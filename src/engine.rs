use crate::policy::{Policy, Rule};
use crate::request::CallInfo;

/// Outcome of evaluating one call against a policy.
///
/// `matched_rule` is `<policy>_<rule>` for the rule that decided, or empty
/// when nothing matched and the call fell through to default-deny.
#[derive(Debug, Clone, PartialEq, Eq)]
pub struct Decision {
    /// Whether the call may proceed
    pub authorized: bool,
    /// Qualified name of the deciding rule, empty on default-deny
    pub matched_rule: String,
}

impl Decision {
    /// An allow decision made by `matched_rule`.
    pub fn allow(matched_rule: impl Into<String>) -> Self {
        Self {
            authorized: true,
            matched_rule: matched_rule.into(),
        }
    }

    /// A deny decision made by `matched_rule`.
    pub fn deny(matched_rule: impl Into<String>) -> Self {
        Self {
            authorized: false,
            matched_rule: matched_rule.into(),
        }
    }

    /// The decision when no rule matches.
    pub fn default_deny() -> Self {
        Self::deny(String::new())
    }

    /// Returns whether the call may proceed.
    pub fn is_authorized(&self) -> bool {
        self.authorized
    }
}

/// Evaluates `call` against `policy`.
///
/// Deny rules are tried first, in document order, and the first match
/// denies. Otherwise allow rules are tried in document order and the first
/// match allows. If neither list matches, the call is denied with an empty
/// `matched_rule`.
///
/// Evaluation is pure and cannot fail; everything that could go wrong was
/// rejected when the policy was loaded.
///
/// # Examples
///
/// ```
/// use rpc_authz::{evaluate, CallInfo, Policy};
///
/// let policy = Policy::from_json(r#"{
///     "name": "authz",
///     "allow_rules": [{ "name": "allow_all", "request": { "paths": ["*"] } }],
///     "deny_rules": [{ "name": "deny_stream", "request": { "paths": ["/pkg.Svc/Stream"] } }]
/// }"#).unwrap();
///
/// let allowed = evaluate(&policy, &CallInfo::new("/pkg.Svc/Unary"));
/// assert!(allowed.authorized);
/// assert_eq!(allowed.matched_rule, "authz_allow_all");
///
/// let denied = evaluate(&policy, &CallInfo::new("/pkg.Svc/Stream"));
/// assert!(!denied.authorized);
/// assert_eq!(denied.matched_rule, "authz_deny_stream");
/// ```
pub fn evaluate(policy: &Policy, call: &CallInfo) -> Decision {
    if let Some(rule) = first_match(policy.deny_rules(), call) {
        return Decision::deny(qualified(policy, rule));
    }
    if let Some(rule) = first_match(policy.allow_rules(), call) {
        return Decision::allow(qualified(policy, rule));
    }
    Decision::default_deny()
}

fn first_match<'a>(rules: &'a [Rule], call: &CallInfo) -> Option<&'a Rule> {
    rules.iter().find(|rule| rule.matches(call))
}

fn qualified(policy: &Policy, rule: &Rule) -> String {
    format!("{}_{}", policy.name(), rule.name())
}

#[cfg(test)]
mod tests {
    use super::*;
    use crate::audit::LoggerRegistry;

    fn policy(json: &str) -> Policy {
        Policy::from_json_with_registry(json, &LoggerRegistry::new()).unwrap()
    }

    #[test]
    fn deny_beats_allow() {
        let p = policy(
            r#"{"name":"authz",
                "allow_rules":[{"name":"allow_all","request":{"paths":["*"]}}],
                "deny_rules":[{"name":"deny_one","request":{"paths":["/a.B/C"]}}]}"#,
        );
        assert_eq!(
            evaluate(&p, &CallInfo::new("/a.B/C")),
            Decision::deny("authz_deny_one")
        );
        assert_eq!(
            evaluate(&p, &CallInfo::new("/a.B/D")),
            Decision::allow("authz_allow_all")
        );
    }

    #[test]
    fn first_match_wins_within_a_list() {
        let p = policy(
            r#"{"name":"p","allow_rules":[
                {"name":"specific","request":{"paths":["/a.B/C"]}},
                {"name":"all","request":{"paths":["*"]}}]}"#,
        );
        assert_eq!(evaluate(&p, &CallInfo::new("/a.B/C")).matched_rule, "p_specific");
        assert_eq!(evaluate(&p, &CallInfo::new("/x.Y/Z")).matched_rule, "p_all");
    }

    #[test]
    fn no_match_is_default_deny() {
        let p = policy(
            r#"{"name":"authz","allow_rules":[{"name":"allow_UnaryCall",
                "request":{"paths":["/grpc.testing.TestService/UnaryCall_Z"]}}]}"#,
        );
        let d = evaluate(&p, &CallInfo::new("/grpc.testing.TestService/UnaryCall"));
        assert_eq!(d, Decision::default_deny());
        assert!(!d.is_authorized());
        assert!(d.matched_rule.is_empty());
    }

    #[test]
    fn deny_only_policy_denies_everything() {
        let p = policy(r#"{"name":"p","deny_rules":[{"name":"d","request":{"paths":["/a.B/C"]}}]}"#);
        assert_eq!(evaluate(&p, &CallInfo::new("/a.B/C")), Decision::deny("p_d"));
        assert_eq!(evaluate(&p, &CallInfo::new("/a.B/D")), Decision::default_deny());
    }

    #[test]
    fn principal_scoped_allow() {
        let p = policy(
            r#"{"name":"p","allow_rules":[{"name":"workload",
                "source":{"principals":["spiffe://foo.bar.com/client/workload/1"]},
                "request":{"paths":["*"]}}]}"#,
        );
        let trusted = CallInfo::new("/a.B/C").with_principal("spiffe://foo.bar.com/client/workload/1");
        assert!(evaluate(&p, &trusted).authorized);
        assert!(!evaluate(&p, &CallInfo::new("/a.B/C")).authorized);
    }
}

——

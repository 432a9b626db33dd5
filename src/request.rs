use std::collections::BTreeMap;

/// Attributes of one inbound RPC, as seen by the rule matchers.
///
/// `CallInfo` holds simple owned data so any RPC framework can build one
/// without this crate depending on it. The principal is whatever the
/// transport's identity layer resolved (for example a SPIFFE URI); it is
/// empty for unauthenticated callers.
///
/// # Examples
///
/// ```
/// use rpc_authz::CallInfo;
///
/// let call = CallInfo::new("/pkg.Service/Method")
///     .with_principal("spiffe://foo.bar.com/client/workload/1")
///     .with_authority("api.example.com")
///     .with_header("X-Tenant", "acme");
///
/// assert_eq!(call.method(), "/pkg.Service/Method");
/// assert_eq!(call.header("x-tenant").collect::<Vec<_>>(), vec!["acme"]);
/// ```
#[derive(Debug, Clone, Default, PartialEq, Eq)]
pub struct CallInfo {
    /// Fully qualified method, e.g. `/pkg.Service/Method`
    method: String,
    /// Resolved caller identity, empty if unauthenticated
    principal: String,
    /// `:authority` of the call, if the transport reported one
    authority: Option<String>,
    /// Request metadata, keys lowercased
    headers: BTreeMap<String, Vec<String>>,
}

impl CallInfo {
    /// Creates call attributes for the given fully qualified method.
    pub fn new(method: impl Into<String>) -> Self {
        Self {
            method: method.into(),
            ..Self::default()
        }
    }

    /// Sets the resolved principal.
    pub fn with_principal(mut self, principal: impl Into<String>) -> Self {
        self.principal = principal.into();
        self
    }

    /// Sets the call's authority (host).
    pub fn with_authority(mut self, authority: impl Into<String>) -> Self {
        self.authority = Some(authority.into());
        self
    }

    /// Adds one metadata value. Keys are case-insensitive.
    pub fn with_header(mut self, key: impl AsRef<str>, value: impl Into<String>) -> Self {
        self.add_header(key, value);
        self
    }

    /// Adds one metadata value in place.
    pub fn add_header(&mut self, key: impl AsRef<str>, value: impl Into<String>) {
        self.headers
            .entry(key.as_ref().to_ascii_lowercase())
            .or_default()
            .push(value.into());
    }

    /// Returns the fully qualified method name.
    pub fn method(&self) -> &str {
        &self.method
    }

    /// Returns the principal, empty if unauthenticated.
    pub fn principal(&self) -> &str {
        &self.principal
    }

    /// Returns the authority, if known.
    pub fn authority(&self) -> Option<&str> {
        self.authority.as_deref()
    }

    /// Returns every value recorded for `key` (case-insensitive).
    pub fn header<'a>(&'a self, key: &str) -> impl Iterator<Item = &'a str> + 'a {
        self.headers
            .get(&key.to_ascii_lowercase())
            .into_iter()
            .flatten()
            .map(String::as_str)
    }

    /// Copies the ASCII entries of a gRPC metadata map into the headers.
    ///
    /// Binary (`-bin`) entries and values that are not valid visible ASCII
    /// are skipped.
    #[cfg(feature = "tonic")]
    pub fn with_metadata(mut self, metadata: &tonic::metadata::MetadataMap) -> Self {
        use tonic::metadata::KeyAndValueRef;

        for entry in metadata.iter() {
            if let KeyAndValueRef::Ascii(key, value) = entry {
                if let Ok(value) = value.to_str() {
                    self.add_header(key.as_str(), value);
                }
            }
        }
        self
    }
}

——

▸ What to do: Which lines above hold the word "entry"? Copy each of them.

▸ Result of the exercise:
            .entry(key.as_ref().to_ascii_lowercase())
        for entry in metadata.iter() {
            if let KeyAndValueRef::Ascii(key, value) = entry {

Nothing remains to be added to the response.